Unmasking the Duke's Mistress (Gentlemen of Disrepute #1)(41)



‘Yes, Mama,’ the child said and when she set him back down upon the ground he dutifully took hold of Mrs Tatton’s hand, and glanced with curiosity at Dominic as she led him from the room. Mrs Tatton followed the boy’s gaze and if looks could have killed the one that the older woman shot him would have had him dead upon the floor. The door closed with a brisk click behind them.

Arabella had not moved. She stood where she was, her eyes hooded and cautious, her face pale.

‘He is my son, isn’t he?’

She did not answer, just stood there so still yet he could see the rapid rise and fall of her chest beneath the dressing gown and feel the strain in her silence.

‘Isn’t he, Arabella?’ he demanded and he knew his voice was harsh with the shock that was coursing through him.

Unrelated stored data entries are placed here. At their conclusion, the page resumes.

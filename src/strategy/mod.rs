//! Game strategies: how one piece moves for one game.
//!
//! A strategy owns its movement graph and rule engine. The turn
//! coordinator only talks to the strategy; the strategy resolves movement
//! on its graph and delegates everything else to its rules.

pub mod snl;
pub mod ludo;

pub use snl::SnlGameStrategy;
pub use ludo::LudoGameStrategy;

use std::fmt::Debug;

use crate::board::{MovementGraph, TileId};
use crate::core::{GameState, PlayerId, Result, Roll, Token};
use crate::rules::RuleEngine;

/// Per-game movement policy.
///
/// ## Implementation Notes
///
/// - `resolve_move` is pure; `move_piece` applies it
/// - `Ok(None)` from either means a legal "no movement" outcome
/// - Effects, extra turns, and wins are the rule engine's business
pub trait GameStrategy: Debug {
    /// The rule engine this strategy delegates to.
    fn rules(&self) -> &dyn RuleEngine;

    /// The board pieces move on.
    fn graph(&self) -> &dyn MovementGraph;

    /// Pieces each player moves.
    fn pieces_per_player(&self) -> usize;

    /// Dice rolled per turn.
    fn dice_count(&self) -> usize;

    /// Check that a player with `token` may join the current roster.
    fn validate_player(&self, token: &Token, state: &GameState) -> Result<()>;

    /// Where a piece would land after `steps`, without moving it.
    fn resolve_move(
        &self,
        player: PlayerId,
        piece: usize,
        steps: i32,
        state: &GameState,
    ) -> Result<Option<TileId>>;

    /// Put every piece in its starting state.
    fn initialize_game(&self, state: &mut GameState) {
        let start = self.graph().start();
        for player in state.players_mut() {
            for piece in player.pieces.iter_mut() {
                piece.tile = start;
            }
        }
    }

    /// Decide whether `roll` earns `player` another roll.
    fn process_dice_roll(&self, player: PlayerId, roll: &Roll, state: &GameState) -> bool {
        self.rules().grants_extra_turn(player, roll.values(), state)
    }

    /// Move a piece `steps` forward. Returns the tile it lands on, or
    /// `None` when the move is legal but goes nowhere.
    fn move_piece(
        &self,
        player: PlayerId,
        piece: usize,
        steps: i32,
        state: &mut GameState,
    ) -> Result<Option<TileId>> {
        place_piece(self, player, piece, steps, state)
    }

    /// Whether `piece` would actually go somewhere with `steps`.
    fn can_move(&self, player: PlayerId, piece: usize, steps: i32, state: &GameState) -> bool {
        matches!(self.resolve_move(player, piece, steps, state), Ok(Some(_)))
    }

    fn check_win_condition(&self, player: PlayerId, state: &GameState) -> bool {
        self.rules().has_won(player, state)
    }

    /// Run post-landing effects for a piece now on `destination`.
    fn apply_special_rules(
        &self,
        player: PlayerId,
        piece: usize,
        destination: TileId,
        state: &mut GameState,
    ) {
        self.rules()
            .apply_post_landing_effects(player, piece, destination, state);
    }
}

/// Resolve a move and put `piece` on the result, if any.
fn place_piece<S: GameStrategy + ?Sized>(
    strategy: &S,
    player: PlayerId,
    piece: usize,
    steps: i32,
    state: &mut GameState,
) -> Result<Option<TileId>> {
    let destination = strategy.resolve_move(player, piece, steps, state)?;
    if destination.is_some() {
        state.set_piece_tile(player, piece, destination);
    }
    Ok(destination)
}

‘Of course he is your son! Why else would I have married Henry Marlbrook in such haste after you left me?’ The words exploded from her. ‘But do not think, for one minute, that I shall let you take him from me, Dominic!’ There was something of the tigress in her eyes, a ruthlessness, a strength, an absolute determination, and he knew that she would fight to her last breath to defend their child.

‘I have no intention of taking him from you.’ Mrs Tatton’s words echoed in his head: …after what he did to you… The hostility of the woman’s attitude, and of Arabella’s own words—after you left me—prickled a warning at the nape of his neck. And foreboding was heavy upon him.

‘You speak as if it was I responsible for our breaking apart,’ he said slowly.

‘How can you deny it?’ she retorted with eyes that flashed their fury. ‘You just upped and offed without so much as a word. Not one consideration for my feelings, not one for what you might be leaving behind. I was nineteen, Dominic. Nineteen!’

His blood flowed like ice. His stomach was brimful with dread. ‘What do you mean, Arabella?’

‘You know very well what I mean!’ she shouted.

‘I do not.’ He forced himself to remain calm, to carry on despite the dread deep in the marrow of his bones. ‘Tell me.’

‘John Smith saw us coming out of Fisher’s barn that last day. He told my father and my father had the truth from me. He already knew, Dominic, and I could not lie to him. He was angry and disappointed. He went to your father, the duke, and told him that our betrothal must be made formal and the wedding arranged as soon as possible.’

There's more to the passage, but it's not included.